Journal article

Selective Binding of O(2) over N(2) in a Redox-Active Metal-Organic Framework with Open Iron(II) Coordination Sites

The air-free reaction between FeCl2 and H4dobdc (dobdc4- = 2,5-dioxido-1,4-benzenedicarboxylate) in a mixt. of N,N-dimethylformamide (DMF) and methanol affords Fe2(dobdc)·4DMF, a metal-org. framework adopting the MOF-74 (or CPO-27) structure type. The desolvated form of this material displays a Brunauer-Emmett-Teller (BET) surface area of 1360 m2/g and features a hexagonal array of one-dimensional channels lined with coordinatively unsatd. FeII centers. Gas adsorption isotherms at 298 K indicate that Fe2(dobdc) binds O2 preferentially over N2, with an irreversible capacity of 9.3%, corresponding to the adsorption of one O2 mol. per two iron centers. Remarkably, at 211 K, O2 uptake is fully reversible and the capacity increases to 18.2%, corresponding to the adsorption of one O2 mol. per iron center.

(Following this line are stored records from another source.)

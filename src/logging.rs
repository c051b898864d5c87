//! Structured logging setup shared by both binaries.

use std::{env, io::IsTerminal};

use tracing_subscriber::filter::EnvFilter;
use tracing_subscriber::fmt::format::FmtSpan;

// ---

/// Initialize the global tracing subscriber for structured logging.
///
/// This function configures the [`tracing_subscriber`] with:
/// - Log target, file, and line number output enabled
/// - Color output controlled by TTY detection and `FORCE_COLOR` env var:
///   - `FORCE_COLOR=1|true|yes`: force colors on
///   - `FORCE_COLOR=0|false|no`: force colors off
///   - unset or other values: auto-detect TTY
/// - Span event emission mode controlled by the `SPAN_EVENTS` env var:
///   - `"full"`       : emit ENTER, EXIT, and CLOSE events with timing
///   - `"enter_exit"` : emit ENTER and EXIT only
///   - unset or other values: emit CLOSE events only (default)
/// - Log level controlled by the `LOG_LEVEL` env var (`RUST_LOG` wins)
///
/// This should be called once at application startup before any logging
/// or tracing macros are invoked. It installs the subscriber globally
/// for the lifetime of the process.
pub fn init_tracing() {
    // ---
    let span_events = match env::var("SPAN_EVENTS").as_deref() {
        Ok("full") => FmtSpan::FULL,
        Ok("enter_exit") => FmtSpan::ENTER | FmtSpan::EXIT,
        _ => FmtSpan::CLOSE,
    };

    // Determine if we should use colors
    let use_color = match env::var("FORCE_COLOR").as_deref() {
        Ok("1") | Ok("true") | Ok("yes") => true,
        Ok("0") | Ok("false") | Ok("no") => false,
        _ => std::io::stdout().is_terminal(),
    };

    // Use RUST_LOG if available, otherwise fall back to LOG_LEVEL
    let env_filter = if env::var("RUST_LOG").is_ok() {
        EnvFilter::from_default_env()
    } else {
        let level = match env::var("LOG_LEVEL").ok().as_deref() {
            Some("trace") => "trace",
            Some("debug") => "debug",
            Some("info") => "info",
            Some("warn") => "warn",
            Some("error") => "error",
            _ => "info",
        };
        EnvFilter::new(format!("{level},rumqttc=warn,hyper=warn"))
    };

    tracing_subscriber::fmt()
        .with_target(true)
        .with_file(true)
        .with_line_number(true)
        .with_span_events(span_events)
        .with_env_filter(env_filter)
        .with_ansi(use_color)
        .compact()
        .init();
}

Mossbauer and IR spectra are consistent with partial charge transfer from iron(II) to O2 at low temp. and complete charge transfer to form iron(III) and O22- at room temp. The results of Rietveld analyses of powder neutron diffraction data (4 K) confirm this interpretation, revealing O2 bound to iron in a sym. side-on mode with dO-O = 1.25(1) Å at low temp. and in a slipped side-on mode with dO-O = 1.6(1) Å when oxidized at room temp. Application of ideal adsorbed soln. theory in simulating breakthrough curves shows Fe2(dobdc) to be a promising material for the sepn. of O2 from air at temps. well above those currently employed in industrial settings.